One millipede Pneumodesmus newmani is important as the earliest known terrestrial animal. There are earlier fossils which resemble millipedes, but this counts as the first land animal, according to Guinness World Records, "The fossil of a 1-cm-long (0.39 in) centipede found near Stonehaven, Scotland, UK, by bus driver and amateur palaeontologist Mike Newman (UK) is thought to be 428 million years old and the earliest evidence of a creature living on land rather than in the sea.”The millipede was formally named Pneumodesmus newmani in 2004. This arthropod had spiracles - primitive air-breathing structures on the outside of its body - which acted as a gas exchange system, making it the oldest air-breathing creature yet discovered.
Newman made his find on the foreshore of Cowie Harbour in 2004 and placed the specimen in the charge of the National Museums of Scotland in Edinburgh. P. newmani would have been remarkably similar to today's millipedes. However, it did not belong to the same branch of myriapods as modern millipedes."These things are living fossils," said Dr Lyall Anderson, curator of invertebrate palaeontology at Scotland's National Museums. "Their morphology, shape and function really hasn't changed very much in all those 420 million years." We will revisit both myriapods and ‘living fossils’
Millipedes exhibit the first evidence of a chemical defence system. (Shear 2015) Against what? Those velvet worms? Millipedes overwinter in the soil. When the temperatures rise in the spring, they lay between 20 and 300 eggs in the soil, and after several weeks young millipedes emerge.

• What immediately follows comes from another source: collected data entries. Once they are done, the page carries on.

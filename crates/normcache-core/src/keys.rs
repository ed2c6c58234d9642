//! # Key Derivation
//!
//! Canonical identity strings for entities, field invocations and links.
//!
//! All functions here are pure. The same logical input always produces the
//! same key, regardless of the property order of the JSON it came from.

use crate::primitives::{
    ENTITY_KEY_SEPARATOR, FALLBACK_ID_FIELD, ID_FIELD, LINK_KEY_SEPARATOR, TYPENAME_FIELD,
};
use crate::types::Variables;
use serde_json::Value as Json;

/// Derive `"<typename>:<id>"` for a normalizable object.
///
/// Returns `None` when `__typename` is absent or empty, or when neither `id`
/// nor `_id` carries a non-null value. `id` takes precedence over `_id`.
#[must_use]
pub fn key_of_entity(data: &Json) -> Option<String> {
    let object = data.as_object()?;
    let typename = object
        .get(TYPENAME_FIELD)
        .and_then(Json::as_str)
        .filter(|name| !name.is_empty())?;

    let id = [ID_FIELD, FALLBACK_ID_FIELD]
        .iter()
        .filter_map(|field| object.get(*field))
        .find(|value| !value.is_null())?;

    let id = match id {
        Json::String(s) => s.clone(),
        other => other.to_string(),
    };

    Some(format!("{typename}{ENTITY_KEY_SEPARATOR}{id}"))
}

/// Derive the key of one field invocation.
///
/// Without arguments the key is the field name. Otherwise the arguments are
/// appended in a serialization whose object keys are sorted, so argument
/// insertion order never affects the key.
#[must_use]
pub fn key_of_field(name: &str, args: Option<&Variables>) -> String {
    match args {
        Some(args) if !args.is_empty() => {
            let canonical = canonicalize(&Json::Object(args.clone()));
            format!("{name}({canonical})")
        }
        _ => name.to_string(),
    }
}

/// Join an entity key and a field key into a link key.
#[must_use]
pub fn join_keys(parent_key: &str, field_key: &str) -> String {
    format!("{parent_key}{LINK_KEY_SEPARATOR}{field_key}")
}

/// Rebuild a JSON value with every object's keys in sorted order.
///
/// The map is rebuilt explicitly because `serde_json` may be compiled with
/// `preserve_order`, in which case maps keep insertion order.
#[must_use]
pub fn canonicalize(value: &Json) -> Json {
    match value {
        Json::Object(object) => {
            let mut entries: Vec<(&String, &Json)> = object.iter().collect();
            entries.sort_by(|a, b| a.0.cmp(b.0));
            Json::Object(
                entries
                    .into_iter()
                    .map(|(k, v)| (k.clone(), canonicalize(v)))
                    .collect(),
            )
        }
        Json::Array(items) => Json::Array(items.iter().map(canonicalize).collect()),
        other => other.clone(),
    }
}

// =============================================================================
// TESTS
// =============================================================================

The young millipedes are small, and they have no more than seven segments and three pairs of legs. After each moult, they add segments and legs until sexual maturity is reached, which occurs between two and five years. Millipedes generally require moist places, so they are often found in mulch and organic debris outdoors. Towards winter, they migrate away from feeding areas but cannot survive dry conditions.
We can also look at poo from the period. One study found “larger, ovoid and cylindrical heterogeneous bodies composed of hyphal fragments which resemble the fecal pellets of mycophagous microarthropods.” (Sherwood-Pike and Gray, 1985) Nice job if you can get it. They did not identify further the poo of fungal-eating small invertebrate animals. It could be millipedes or springtails - which nibble fungi.